The big spruce tree in the patio is heaving with sparrows, all of them with something important to say. A cool breeze is blowing, and the sunset makes the light go to a strange mackerel-pink shade. Paddy´s started giving fresh water to the birds each morning, from a pot placed up atop the wall next to the well. It is lovely to see the doves up there, they are so much like animated line drawings. The only jarring note is Paddy´s choice of water vessel. I have to wonder what the neighbors will think when they notice our chamber pot up there.

Paddy is very well. He is brown as a berry and smiling, made jolly by the load of fresh books and magazines brought from America. Today he wore a new pair of jeans to church, after wondering if they were too shockingly bright and clean! His son Matthew visited here during my absence, and the pair of them got busy working on the plants in the patio. I knew that eventually someone knowledgeable would come along to advise on this all-important matter, and evidently Matt is a wiz with the clippers. We still have lots to do with the wildly growing ground-cover, but at least we now know what should maybe stay and what should go. He did good. The roses are blooming like mad, and you can SEE them now!
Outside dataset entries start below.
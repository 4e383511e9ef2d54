use crate::error::Error;
use crate::event::{DeviceDescriptor, InputEvent};
use crate::linux::event::{parse_raw, RAW_EVENT_SIZE};
use crate::linux::event_reader::{Batcher, PhysicalDevice};
use crate::linux::probe;
use std::cmp::Ordering;
use std::collections::HashSet;
use std::fs;
use std::io::{self, ErrorKind};
use std::path::{Path, PathBuf};
use std::sync::Arc;
use std::thread::{self, JoinHandle};
use std::time::Duration;

pub const EVENT_PATH: &str = "/dev/input";

const READ_BUFFER_EVENTS: usize = 64;
const REOPEN_DELAY: Duration = Duration::from_secs(1);
const POLL_INTERVAL: Duration = Duration::from_millis(200);

/// Every `event*` node under `/dev/input`, in natural order.
pub fn discover() -> io::Result<Vec<PathBuf>> {
    discover_in(Path::new(EVENT_PATH))
}

fn discover_in(dir: &Path) -> io::Result<Vec<PathBuf>> {
    let mut paths = Vec::new();
    for entry in fs::read_dir(dir)? {
        let path = entry?.path();
        if path.is_dir() {
            continue;
        }

        // Skip non input event files.
        if handler_name(&path)
            .map(|name| name.starts_with("event"))
            .unwrap_or(false)
        {
            paths.push(path);
        }
    }

    paths.sort_by(|a, b| natural_cmp(handler_name(a).unwrap_or(""), handler_name(b).unwrap_or("")));
    Ok(paths)
}

fn handler_name(path: &Path) -> Option<&str> {
    path.file_name().and_then(|name| name.to_str())
}

/// Handler and device name of every event node, for listings. Nodes that
/// cannot be queried are listed without a name.
pub fn list() -> io::Result<Vec<(String, Option<String>)>> {
    let mut entries = Vec::new();
    for path in discover()? {
        let name = probe::open(&path)
            .ok()
            .and_then(|file| probe::probe_name(&file).ok());

        entries.push((handler_name(&path).unwrap_or_default().to_owned(), name));
    }

    Ok(entries)
}

/// Turns user supplied device selectors into node paths. A selector is a
/// handler (`event3`), a path, or a device name; selectors matching nothing
/// are logged and skipped.
pub fn resolve(selectors: &[String]) -> Vec<PathBuf> {
    let mut paths = Vec::new();

    for selector in selectors {
        let path = if is_handler(selector) {
            Some(Path::new(EVENT_PATH).join(selector))
        } else if selector.starts_with('/') {
            Some(PathBuf::from(selector))
        } else {
            find_by_name(selector)
        };

        match path {
            Some(path) if path.exists() => {
                if !paths.contains(&path) {
                    paths.push(path);
                }
            }
            Some(path) => log::error!("Device {} does not exist", path.display()),
            None => log::error!("No device named {:?}", selector),
        }
    }

    paths
}

fn is_handler(selector: &str) -> bool {
    selector
        .strip_prefix("event")
        .map(|number| !number.is_empty() && number.bytes().all(|byte| byte.is_ascii_digit()))
        .unwrap_or(false)
}

fn find_by_name(name: &str) -> Option<PathBuf> {
    let paths = match discover() {
        Ok(paths) => paths,
        Err(err) => {
            log::error!("Cannot list {}: {}", EVENT_PATH, err);
            return None;
        }
    };

    paths.into_iter().find(|path| {
        probe::open(path)
            .ok()
            .and_then(|file| probe::probe_name(&file).ok())
            .map(|found| found == name)
            .unwrap_or(false)
    })
}

/// Compares runs of digits by value, so `event10` sorts after `event9`.
pub fn natural_cmp(a: &str, b: &str) -> Ordering {
    let mut a = a.chars().peekable();
    let mut b = b.chars().peekable();

    loop {
        match (a.peek().copied(), b.peek().copied()) {
            (None, None) => return Ordering::Equal,
            (None, Some(_)) => return Ordering::Less,
            (Some(_), None) => return Ordering::Greater,
            (Some(x), Some(y)) if x.is_ascii_digit() && y.is_ascii_digit() => {
                let x = take_number(&mut a);
                let y = take_number(&mut b);
                let ordering = x
                    .trim_start_matches('0')
                    .len()
                    .cmp(&y.trim_start_matches('0').len())
                    .then_with(|| x.trim_start_matches('0').cmp(y.trim_start_matches('0')));

                if ordering != Ordering::Equal {
                    return ordering;
                }
            }
            (Some(x), Some(y)) => {
                if x != y {
                    return x.cmp(&y);
                }

                a.next();
                b.next();
            }
        }
    }
}

fn take_number(chars: &mut std::iter::Peekable<std::str::Chars>) -> String {
    let mut number = String::new();
    while let Some(digit) = chars.next_if(|c| c.is_ascii_digit()) {
        number.push(digit);
    }

    number
}

/// Owns the physical devices being shared and the threads reading them.
pub struct ReaderManager {
    devices: Vec<Arc<PhysicalDevice>>,
    readers: Vec<JoinHandle<()>>,
}

impl ReaderManager {
    /// Opens every node. Nodes that cannot be opened or probed are skipped,
    /// as are our own virtual devices. Names are made unique, since remote
    /// ends address devices by name.
    pub fn open(paths: &[PathBuf]) -> Self {
        let mut devices = Vec::new();
        let mut names = HashSet::new();

        for path in paths {
            let mut device = match PhysicalDevice::open(path) {
                Ok(Some(device)) => device,
                Ok(None) => continue,
                Err(err) => {
                    log::warn!("Skipping {}: {}", path.display(), err);
                    continue;
                }
            };

            let name = unique_name(device.name(), &names);
            if name != device.name() {
                log::info!("{}: shared as {:?}", path.display(), name);
                device.rename(name.clone());
            }
            names.insert(name);

            devices.push(Arc::new(device));
        }

        Self {
            devices,
            readers: Vec::new(),
        }
    }

    pub fn devices(&self) -> &[Arc<PhysicalDevice>] {
        &self.devices
    }

    pub fn descriptors(&self) -> Vec<DeviceDescriptor> {
        self.devices
            .iter()
            .map(|device| device.descriptor().clone())
            .collect()
    }

    pub fn is_empty(&self) -> bool {
        self.devices.is_empty()
    }

    /// Starts one reader thread per device. Each batch is handed to
    /// `on_batch` with the name of the device it came from; batches from one
    /// device arrive in order.
    pub fn start<F>(&mut self, on_batch: F) -> Result<(), Error>
    where
        F: FnMut(&str, Vec<InputEvent>) + Clone + Send + 'static,
    {
        for device in &self.devices {
            let device = device.clone();
            let on_batch = on_batch.clone();
            let handle = thread::Builder::new()
                .name(format!("reader {}", device.path().display()))
                .spawn(move || read_loop(device, on_batch))?;

            self.readers.push(handle);
        }

        Ok(())
    }

    /// Gives every device back to the local desktop.
    pub fn release_all(&self) {
        for device in &self.devices {
            if let Err(err) = device.release() {
                log::warn!("{}: release failed: {}", device.path().display(), err);
            }
        }
    }
}

fn unique_name(name: &str, taken: &HashSet<String>) -> String {
    if !taken.contains(name) {
        return name.to_owned();
    }

    (2..)
        .map(|n| format!("{} ({})", name, n))
        .find(|candidate| !taken.contains(candidate))
        .unwrap_or_else(|| name.to_owned())
}

fn read_loop<F>(device: Arc<PhysicalDevice>, mut on_batch: F)
where
    F: FnMut(&str, Vec<InputEvent>),
{
    let mut batcher = Batcher::new();
    let mut buf = vec![0u8; RAW_EVENT_SIZE * READ_BUFFER_EVENTS];

    loop {
        match device.read_timeout(&mut buf, POLL_INTERVAL) {
            Ok(None) => continue,
            Ok(Some(0)) => {
                log::info!("{}: end of stream", device.path().display());
                return;
            }
            Ok(Some(len)) => {
                for event in parse_raw(&buf[..len]) {
                    if let Some(batch) = batcher.push(event) {
                        on_batch(device.name(), batch);
                    }
                }
            }
            // This happens if the device is disconnected.
            // In that case simply terminate the reading thread.
            Err(err) if err.raw_os_error() == Some(libc::ENODEV) => {
                log::warn!("{}: device removed", device.path().display());
                return;
            }
            Err(err) if err.kind() == ErrorKind::Interrupted => continue,
            Err(err) => {
                log::warn!("{}: read failed: {}", device.path().display(), err);
                batcher.reset();

                thread::sleep(REOPEN_DELAY);
                if let Err(err) = device.reopen() {
                    log::error!("{}: giving up: {}", device.path().display(), err);
                    return;
                }
            }
        }
    }
}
I am sad to have missed Matt, who is a real mensch, but I´m glad Paddy got some good face-time with his middle boy.

Here are some photos of people and things taken while I was still at home in America. Good faces all. Most of them are related to me... can you see any resemblance?






5 comments:

Deirdre said...

Welcome back to Spain, Rebekah! I noticed you said, ¨home in America¨. A slip? Or, home is where one is? I still have your vanilla in my mochila.... andam hoping to deliver it... and to visit. Great pics!

Rebrites@yahoo.com said...

Home is home is home.

After this trip, I must say I feel much more "at home" in Moratinos! (Now if I could just finish unpacking and putting everything away)

Libby said...

Everything looks so green in those pictures. I especially like the one of Ryan with the squirrel shooting the other squirrel on his shirt. I also like the close-up of Sage in front of my 80s anarchist, video-game inspired, t-shirt. I especially like the face that that is the first picture people see after you ask if anyone notices a resemblance to you in the pictures. I like this whole post. Wow.

Nobody really said...

The Fountain Inn Best Western bar? Lived in Denver my whole life and never heard of it. Where, pray tell, was/is it?

- Nev

Rebrites@yahoo.com said...

Jeez, Nev. I was maybe 5 years old then...lived on Ironton Street in Aurora, a tidy working-class suburb then which I understand is now a very dangerous Crips territory. The Best Western was miles and miles away, to my tiny-child´s mind. God only knows what´s become of its Glorious Red Velvet bar banquettes.